//! Parameter store abstraction.
//!
//! [`ParameterStore`] is the small operation set the rest of the crate needs
//! from a hierarchical key/value service: listing by path (values or metadata
//! only), fetching by name, and single-item writes and deletes. Pagination is
//! exposed through opaque page tokens; callers loop until no token is returned.
//!
//! [`LocalStore`] keeps parameters in memory and can persist them to a JSON
//! file, which makes the CLI usable without a network service and gives tests a
//! faithful stand-in.

use std::collections::BTreeMap;
use std::path::{Path, PathBuf};
use std::sync::{Mutex, MutexGuard, PoisonError};

use async_trait::async_trait;
use serde::{Deserialize, Serialize};

#[cfg(feature = "tracing")]
use tracing::{debug, trace};

use crate::name::abs;

/// Maximum number of names accepted by a single [`ParameterStore::get_parameters`] call.
pub const MAX_NAMES_PER_CALL: usize = 10;

const VALUES_PAGE_SIZE: usize = 10;
const METADATA_PAGE_SIZE: usize = 50;

#[derive(Debug, Clone, Copy, PartialEq, Eq, Default, Serialize, Deserialize)]
pub enum ParameterKind {
  #[default]
  #[serde(rename = "String")]
  Plain,
  /// Encrypted at rest, decrypted on read.
  #[serde(rename = "SecureString")]
  Secret,
}

#[derive(Debug, Clone, PartialEq, Eq, Serialize, Deserialize)]
pub struct Parameter {
  pub name: String,
  pub value: String,
  #[serde(rename = "type", default)]
  pub kind: ParameterKind,
}

impl Parameter {
  pub fn new(name: impl Into<String>, kind: ParameterKind, value: impl Into<String>) -> Self {
    Self {
      name: name.into(),
      value: value.into(),
      kind,
    }
  }
}

#[derive(Debug, Clone, PartialEq, Eq)]
pub struct ParameterMetadata {
  pub name: String,
  pub kind: ParameterKind,
}

/// One page of a listing. `next_token` is `None` on the last page.
#[derive(Debug, Clone, PartialEq, Eq)]
pub struct Page<T> {
  pub items: Vec<T>,
  pub next_token: Option<String>,
}

#[async_trait]
pub trait ParameterStore: Send + Sync {
  /// Lists decrypted parameters directly under `path`, or at any depth when
  /// `recursive` is set.
  async fn get_parameters_by_path(
    &self,
    path: &str,
    recursive: bool,
    page_token: Option<String>,
  ) -> Result<Page<Parameter>, StoreError>;

  /// Lists metadata of parameters under any of `paths`.
  async fn describe_parameters(
    &self,
    paths: &[String],
    recursive: bool,
    page_token: Option<String>,
  ) -> Result<Page<ParameterMetadata>, StoreError>;

  /// Fetches up to [`MAX_NAMES_PER_CALL`] decrypted parameters. Unknown names
  /// are omitted from the result.
  async fn get_parameters(&self, names: &[String]) -> Result<Vec<Parameter>, StoreError>;

  async fn get_parameter(&self, name: &str) -> Result<Parameter, StoreError>;

  /// Creates or overwrites a parameter.
  async fn put_parameter(&self, parameter: &Parameter) -> Result<(), StoreError>;

  async fn delete_parameter(&self, name: &str) -> Result<(), StoreError>;
}

/// Failures reported by a [`ParameterStore`].
#[derive(Debug, thiserror::Error)]
pub enum StoreError {
  #[error("parameter not found: {0}")]
  ParameterNotFound(String),
  #[error("too many names in one request: {0} > {MAX_NAMES_PER_CALL}")]
  TooManyNames(usize),
  #[error("invalid page token: {0}")]
  InvalidPageToken(String),
  #[error("request rejected: {0}")]
  Rejected(String),
  #[error("store file IO error: {0}")]
  Io(#[from] std::io::Error),
  #[error("store file format error: {0}")]
  Format(#[from] serde_json::Error),
}

/// In-memory store, optionally backed by a JSON file.
///
/// Parameters are identified by their absolute name, so `foo` and `/foo` refer
/// to the same entry.
#[derive(Debug, Default)]
pub struct LocalStore {
  parameters: Mutex<BTreeMap<String, Parameter>>,
  file: Option<PathBuf>,
}

impl LocalStore {
  pub fn new() -> Self {
    Self::default()
  }

  pub fn with_parameters(parameters: impl IntoIterator<Item = Parameter>) -> Self {
    let parameters = parameters
      .into_iter()
      .map(|parameter| (abs(&parameter.name).into_owned(), parameter))
      .collect();

    Self {
      parameters: Mutex::new(parameters),
      file: None,
    }
  }

  /// Opens a file-backed store. A missing file is an empty store; it is
  /// created on the first write.
  pub fn open(file: impl AsRef<Path>) -> Result<Self, StoreError> {
    let file = file.as_ref().to_path_buf();

    let parameters: Vec<Parameter> = if file.exists() {
      let content = std::fs::read_to_string(&file)?;
      if content.trim().is_empty() {
        Vec::new()
      } else {
        serde_json::from_str(&content)?
      }
    } else {
      Vec::new()
    };

    #[cfg(feature = "tracing")]
    debug!(?file, count = parameters.len(), "Opened local store");

    let mut store = Self::with_parameters(parameters);
    store.file = Some(file);
    Ok(store)
  }

  /// Snapshot of every stored parameter, ordered by absolute name.
  pub fn parameters(&self) -> Vec<Parameter> {
    self.lock().values().cloned().collect()
  }

  fn lock(&self) -> MutexGuard<'_, BTreeMap<String, Parameter>> {
    self.parameters.lock().unwrap_or_else(PoisonError::into_inner)
  }

  fn persist(&self, parameters: &BTreeMap<String, Parameter>) -> Result<(), StoreError> {
    if let Some(file) = &self.file {
      #[cfg(feature = "tracing")]
      trace!(?file, count = parameters.len(), "Persisting local store");

      let values: Vec<&Parameter> = parameters.values().collect();
      std::fs::write(file, serde_json::to_string_pretty(&values)?)?;
    }
    Ok(())
  }
}

/// Whether the absolute `name` lies under `path`.
fn under_path(name: &str, path: &str, recursive: bool) -> bool {
  let prefix = if path.ends_with('/') {
    path.to_string()
  } else {
    format!("{path}/")
  };

  match name.strip_prefix(&prefix) {
    Some(rest) if !rest.is_empty() => recursive || !rest.contains('/'),
    _ => false,
  }
}

fn paginate<T>(
  items: Vec<T>,
  page_size: usize,
  page_token: Option<String>,
) -> Result<Page<T>, StoreError> {
  let start = match page_token {
    Some(token) => token
      .parse::<usize>()
      .map_err(|_| StoreError::InvalidPageToken(token))?,
    None => 0,
  };

  let total = items.len();
  let end = start.saturating_add(page_size).min(total);
  let items: Vec<T> = items.into_iter().skip(start).take(page_size).collect();
  let next_token = (end < total).then(|| end.to_string());

  Ok(Page { items, next_token })
}

#[async_trait]
impl ParameterStore for LocalStore {
  async fn get_parameters_by_path(
    &self,
    path: &str,
    recursive: bool,
    page_token: Option<String>,
  ) -> Result<Page<Parameter>, StoreError> {
    let matching: Vec<Parameter> = self
      .lock()
      .iter()
      .filter(|(name, _)| under_path(name, path, recursive))
      .map(|(_, parameter)| parameter.clone())
      .collect();

    paginate(matching, VALUES_PAGE_SIZE, page_token)
  }

  async fn describe_parameters(
    &self,
    paths: &[String],
    recursive: bool,
    page_token: Option<String>,
  ) -> Result<Page<ParameterMetadata>, StoreError> {
    let matching: Vec<ParameterMetadata> = self
      .lock()
      .iter()
      .filter(|(name, _)| paths.iter().any(|path| under_path(name, path, recursive)))
      .map(|(_, parameter)| ParameterMetadata {
        name: parameter.name.clone(),
        kind: parameter.kind,
      })
      .collect();

    paginate(matching, METADATA_PAGE_SIZE, page_token)
  }

  async fn get_parameters(&self, names: &[String]) -> Result<Vec<Parameter>, StoreError> {
    if names.len() > MAX_NAMES_PER_CALL {
      return Err(StoreError::TooManyNames(names.len()));
    }

    let parameters = self.lock();
    Ok(
      names
        .iter()
        .filter_map(|name| parameters.get(abs(name).as_ref()).cloned())
        .collect(),
    )
  }

  async fn get_parameter(&self, name: &str) -> Result<Parameter, StoreError> {
    self
      .lock()
      .get(abs(name).as_ref())
      .cloned()
      .ok_or_else(|| StoreError::ParameterNotFound(name.to_string()))
  }

  async fn put_parameter(&self, parameter: &Parameter) -> Result<(), StoreError> {
    let mut parameters = self.lock();
    parameters.insert(abs(&parameter.name).into_owned(), parameter.clone());
    self.persist(&parameters)
  }

  async fn delete_parameter(&self, name: &str) -> Result<(), StoreError> {
    let mut parameters = self.lock();
    if parameters.remove(abs(name).as_ref()).is_none() {
      return Err(StoreError::ParameterNotFound(name.to_string()));
    }
    self.persist(&parameters)
  }
}

#[cfg(test)]
mod tests {
  use super::*;
  use tempfile::TempDir;

  fn store() -> LocalStore {
    LocalStore::with_parameters([
      Parameter::new("foo", ParameterKind::Plain, "v0"),
      Parameter::new("/rpl/foo", ParameterKind::Plain, "v1"),
      Parameter::new("/rpl/bar", ParameterKind::Secret, "v2"),
      Parameter::new("/rpl/baz/foo", ParameterKind::Plain, "v3"),
      Parameter::new("/rplx/foo", ParameterKind::Plain, "v4"),
    ])
  }

  fn names<T>(items: &[T], name: impl Fn(&T) -> &str) -> Vec<String> {
    items.iter().map(|item| name(item).to_string()).collect()
  }

  #[tokio::test]
  async fn test_get_by_path_scopes() {
    let store = store();

    let page = store.get_parameters_by_path("/rpl", false, None).await.unwrap();
    assert_eq!(names(&page.items, |p| &p.name), ["/rpl/bar", "/rpl/foo"]);
    assert!(page.next_token.is_none());

    let page = store.get_parameters_by_path("/rpl/", true, None).await.unwrap();
    assert_eq!(
      names(&page.items, |p| &p.name),
      ["/rpl/bar", "/rpl/baz/foo", "/rpl/foo"]
    );

    let page = store.get_parameters_by_path("/", false, None).await.unwrap();
    assert_eq!(names(&page.items, |p| &p.name), ["foo"]);
  }

  #[tokio::test]
  async fn test_get_by_path_pages() {
    let store = LocalStore::with_parameters(
      (0..23).map(|i| Parameter::new(format!("/gt10/p{i:02}"), ParameterKind::Plain, "v")),
    );

    let first = store.get_parameters_by_path("/gt10", false, None).await.unwrap();
    assert_eq!(first.items.len(), 10);
    let second = store
      .get_parameters_by_path("/gt10", false, first.next_token)
      .await
      .unwrap();
    assert_eq!(second.items.len(), 10);
    let third = store
      .get_parameters_by_path("/gt10", false, second.next_token)
      .await
      .unwrap();
    assert_eq!(third.items.len(), 3);
    assert!(third.next_token.is_none());

    let bad = store
      .get_parameters_by_path("/gt10", false, Some("x".to_string()))
      .await;
    assert!(matches!(bad, Err(StoreError::InvalidPageToken(_))));
  }

  #[tokio::test]
  async fn test_describe_multiple_paths() {
    let store = store();
    let paths = vec!["/rpl/baz".to_string(), "/rplx".to_string()];

    let page = store.describe_parameters(&paths, false, None).await.unwrap();
    assert_eq!(names(&page.items, |m| &m.name), ["/rpl/baz/foo", "/rplx/foo"]);
  }

  #[tokio::test]
  async fn test_get_parameters() {
    let store = store();

    let found = store
      .get_parameters(&["/foo".to_string(), "rpl/missing".to_string(), "/rpl/bar".to_string()])
      .await
      .unwrap();
    assert_eq!(names(&found, |p| &p.name), ["foo", "/rpl/bar"]);
    assert_eq!(found[1].kind, ParameterKind::Secret);

    let too_many: Vec<String> = (0..11).map(|i| format!("/n{i}")).collect();
    assert!(matches!(
      store.get_parameters(&too_many).await,
      Err(StoreError::TooManyNames(11))
    ));
  }

  #[tokio::test]
  async fn test_put_and_delete() {
    let store = store();

    store
      .put_parameter(&Parameter::new("/foo", ParameterKind::Plain, "n0"))
      .await
      .unwrap();
    assert_eq!(store.get_parameter("foo").await.unwrap().value, "n0");

    store.delete_parameter("/rpl/foo").await.unwrap();
    assert!(matches!(
      store.get_parameter("/rpl/foo").await,
      Err(StoreError::ParameterNotFound(_))
    ));
    assert!(matches!(
      store.delete_parameter("/rpl/foo").await,
      Err(StoreError::ParameterNotFound(_))
    ));
  }

  #[tokio::test]
  async fn test_file_persistence() {
    let temp_dir = TempDir::new().unwrap();
    let file = temp_dir.path().join("store.json");

    let store = LocalStore::open(&file).unwrap();
    assert!(store.parameters().is_empty());
    store
      .put_parameter(&Parameter::new("/secure/password", ParameterKind::Secret, "pwd"))
      .await
      .unwrap();

    let content = std::fs::read_to_string(&file).unwrap();
    assert!(content.contains("\"SecureString\""));

    let reopened = LocalStore::open(&file).unwrap();
    assert_eq!(
      reopened.parameters(),
      [Parameter::new("/secure/password", ParameterKind::Secret, "pwd")]
    );
  }
}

═══

§ **Task instructions**:
Retype, exactly as written, everything from the first line of the data above through the line containing "deletes. Pagination is". Nothing else should appear.

§ **Task answer**:
//! Parameter store abstraction.
//!
//! [`ParameterStore`] is the small operation set the rest of the crate needs
//! from a hierarchical key/value service: listing by path (values or metadata
//! only), fetching by name, and single-item writes and deletes. Pagination is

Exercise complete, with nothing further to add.